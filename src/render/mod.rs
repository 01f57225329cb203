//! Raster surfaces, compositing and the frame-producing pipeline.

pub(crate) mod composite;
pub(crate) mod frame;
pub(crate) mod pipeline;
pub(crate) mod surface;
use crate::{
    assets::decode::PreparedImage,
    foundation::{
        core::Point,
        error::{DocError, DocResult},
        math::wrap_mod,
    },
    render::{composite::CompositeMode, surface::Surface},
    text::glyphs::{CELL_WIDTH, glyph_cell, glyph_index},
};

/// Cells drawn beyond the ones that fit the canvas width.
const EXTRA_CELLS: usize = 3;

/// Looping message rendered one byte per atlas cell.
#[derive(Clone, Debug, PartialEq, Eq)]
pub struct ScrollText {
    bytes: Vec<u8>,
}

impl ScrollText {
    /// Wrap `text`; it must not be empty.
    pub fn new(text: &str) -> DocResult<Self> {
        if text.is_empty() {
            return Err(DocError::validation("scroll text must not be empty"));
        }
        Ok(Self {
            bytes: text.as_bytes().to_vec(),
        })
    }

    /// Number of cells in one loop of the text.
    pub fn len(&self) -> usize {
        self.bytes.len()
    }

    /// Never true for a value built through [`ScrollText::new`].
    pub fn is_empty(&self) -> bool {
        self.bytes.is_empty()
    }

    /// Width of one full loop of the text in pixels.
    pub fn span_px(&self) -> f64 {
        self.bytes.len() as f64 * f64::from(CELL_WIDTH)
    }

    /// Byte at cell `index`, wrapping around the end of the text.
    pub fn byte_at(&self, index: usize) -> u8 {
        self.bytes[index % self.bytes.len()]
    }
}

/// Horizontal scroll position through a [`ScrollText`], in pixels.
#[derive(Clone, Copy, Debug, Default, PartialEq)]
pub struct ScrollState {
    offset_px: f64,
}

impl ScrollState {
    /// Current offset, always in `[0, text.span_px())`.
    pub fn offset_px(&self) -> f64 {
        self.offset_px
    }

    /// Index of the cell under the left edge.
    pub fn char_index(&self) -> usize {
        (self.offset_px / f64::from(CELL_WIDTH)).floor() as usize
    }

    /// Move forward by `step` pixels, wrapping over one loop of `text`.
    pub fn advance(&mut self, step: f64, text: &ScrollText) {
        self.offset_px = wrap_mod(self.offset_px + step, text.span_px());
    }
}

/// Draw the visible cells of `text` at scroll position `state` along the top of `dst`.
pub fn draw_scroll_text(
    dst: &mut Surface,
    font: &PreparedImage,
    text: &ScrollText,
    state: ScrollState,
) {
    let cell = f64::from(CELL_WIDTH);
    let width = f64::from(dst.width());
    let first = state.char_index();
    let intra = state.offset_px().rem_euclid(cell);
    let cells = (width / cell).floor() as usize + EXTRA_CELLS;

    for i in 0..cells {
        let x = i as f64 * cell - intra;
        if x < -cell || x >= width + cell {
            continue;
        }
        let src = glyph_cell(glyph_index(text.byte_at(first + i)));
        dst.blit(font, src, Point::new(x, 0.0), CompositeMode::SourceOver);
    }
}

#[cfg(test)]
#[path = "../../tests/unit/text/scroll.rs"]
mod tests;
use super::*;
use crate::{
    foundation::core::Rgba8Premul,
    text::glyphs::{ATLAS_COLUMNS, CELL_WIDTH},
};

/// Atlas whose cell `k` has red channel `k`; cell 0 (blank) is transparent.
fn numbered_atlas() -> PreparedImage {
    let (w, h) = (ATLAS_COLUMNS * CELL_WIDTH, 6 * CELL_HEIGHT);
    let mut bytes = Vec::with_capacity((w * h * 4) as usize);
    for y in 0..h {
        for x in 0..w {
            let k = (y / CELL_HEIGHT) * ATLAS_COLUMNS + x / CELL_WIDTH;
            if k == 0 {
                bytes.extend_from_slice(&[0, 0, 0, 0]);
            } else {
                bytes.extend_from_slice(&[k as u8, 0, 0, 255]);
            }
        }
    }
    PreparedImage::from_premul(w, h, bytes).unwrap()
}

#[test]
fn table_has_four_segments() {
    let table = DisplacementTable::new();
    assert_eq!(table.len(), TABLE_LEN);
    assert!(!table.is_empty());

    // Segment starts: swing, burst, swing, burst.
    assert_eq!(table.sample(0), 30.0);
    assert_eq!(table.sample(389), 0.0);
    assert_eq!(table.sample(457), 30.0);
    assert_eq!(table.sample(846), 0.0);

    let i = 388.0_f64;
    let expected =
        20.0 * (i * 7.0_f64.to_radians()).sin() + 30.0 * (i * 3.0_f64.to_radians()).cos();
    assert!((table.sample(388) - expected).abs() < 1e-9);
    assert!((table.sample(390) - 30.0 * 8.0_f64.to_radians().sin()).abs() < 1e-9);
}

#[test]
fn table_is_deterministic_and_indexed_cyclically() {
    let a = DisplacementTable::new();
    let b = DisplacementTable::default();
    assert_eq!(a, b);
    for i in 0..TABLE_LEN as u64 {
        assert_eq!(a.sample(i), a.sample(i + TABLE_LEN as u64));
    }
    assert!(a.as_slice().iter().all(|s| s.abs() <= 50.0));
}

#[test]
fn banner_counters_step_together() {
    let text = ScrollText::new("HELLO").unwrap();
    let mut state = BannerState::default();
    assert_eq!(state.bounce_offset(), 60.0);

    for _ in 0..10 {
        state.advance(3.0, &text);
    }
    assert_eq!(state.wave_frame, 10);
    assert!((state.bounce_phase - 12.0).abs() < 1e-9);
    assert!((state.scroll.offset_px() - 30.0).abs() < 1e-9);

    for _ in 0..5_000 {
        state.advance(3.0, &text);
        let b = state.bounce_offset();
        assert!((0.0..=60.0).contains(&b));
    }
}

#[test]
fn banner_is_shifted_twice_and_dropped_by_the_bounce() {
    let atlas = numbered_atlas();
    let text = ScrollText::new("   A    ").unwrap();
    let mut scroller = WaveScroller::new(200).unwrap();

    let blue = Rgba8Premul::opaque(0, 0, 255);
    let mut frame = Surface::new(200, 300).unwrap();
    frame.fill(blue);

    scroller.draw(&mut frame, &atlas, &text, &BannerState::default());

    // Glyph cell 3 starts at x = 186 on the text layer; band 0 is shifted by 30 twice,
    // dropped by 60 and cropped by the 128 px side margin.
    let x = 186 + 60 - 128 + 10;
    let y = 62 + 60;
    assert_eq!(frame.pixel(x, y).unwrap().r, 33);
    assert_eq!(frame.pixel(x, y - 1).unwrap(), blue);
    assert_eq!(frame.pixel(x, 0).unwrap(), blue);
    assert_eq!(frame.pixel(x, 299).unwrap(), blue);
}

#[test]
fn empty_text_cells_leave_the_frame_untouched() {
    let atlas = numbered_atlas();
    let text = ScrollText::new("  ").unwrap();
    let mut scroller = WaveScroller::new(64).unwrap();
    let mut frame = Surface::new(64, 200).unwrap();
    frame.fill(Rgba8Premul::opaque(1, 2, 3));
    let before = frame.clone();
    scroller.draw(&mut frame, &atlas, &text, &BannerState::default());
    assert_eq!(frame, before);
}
──────────────────────────────
## WHAT IS EXPECTED
Look back at the entries above and repeat, unchanged, every line from the line holding "let table = DisplacementTable::new();" through the line holding "let mut frame = Surface::new(200, 300).unwrap();".

## SOLUTION FOR THIS TASK
    let table = DisplacementTable::new();
    assert_eq!(table.len(), TABLE_LEN);
    assert!(!table.is_empty());

    // Segment starts: swing, burst, swing, burst.
    assert_eq!(table.sample(0), 30.0);
    assert_eq!(table.sample(389), 0.0);
    assert_eq!(table.sample(457), 30.0);
    assert_eq!(table.sample(846), 0.0);

    let i = 388.0_f64;
    let expected =
        20.0 * (i * 7.0_f64.to_radians()).sin() + 30.0 * (i * 3.0_f64.to_radians()).cos();
    assert!((table.sample(388) - expected).abs() < 1e-9);
    assert!((table.sample(390) - 30.0 * 8.0_f64.to_radians().sin()).abs() < 1e-9);
}

#[test]
fn table_is_deterministic_and_indexed_cyclically() {
    let a = DisplacementTable::new();
    let b = DisplacementTable::default();
    assert_eq!(a, b);
    for i in 0..TABLE_LEN as u64 {
        assert_eq!(a.sample(i), a.sample(i + TABLE_LEN as u64));
    }
    assert!(a.as_slice().iter().all(|s| s.abs() <= 50.0));
}

#[test]
fn banner_counters_step_together() {
    let text = ScrollText::new("HELLO").unwrap();
    let mut state = BannerState::default();
    assert_eq!(state.bounce_offset(), 60.0);

    for _ in 0..10 {
        state.advance(3.0, &text);
    }
    assert_eq!(state.wave_frame, 10);
    assert!((state.bounce_phase - 12.0).abs() < 1e-9);
    assert!((state.scroll.offset_px() - 30.0).abs() < 1e-9);

    for _ in 0..5_000 {
        state.advance(3.0, &text);
        let b = state.bounce_offset();
        assert!((0.0..=60.0).contains(&b));
    }
}

#[test]
fn banner_is_shifted_twice_and_dropped_by_the_bounce() {
    let atlas = numbered_atlas();
    let text = ScrollText::new("   A    ").unwrap();
    let mut scroller = WaveScroller::new(200).unwrap();

    let blue = Rgba8Premul::opaque(0, 0, 255);
    let mut frame = Surface::new(200, 300).unwrap();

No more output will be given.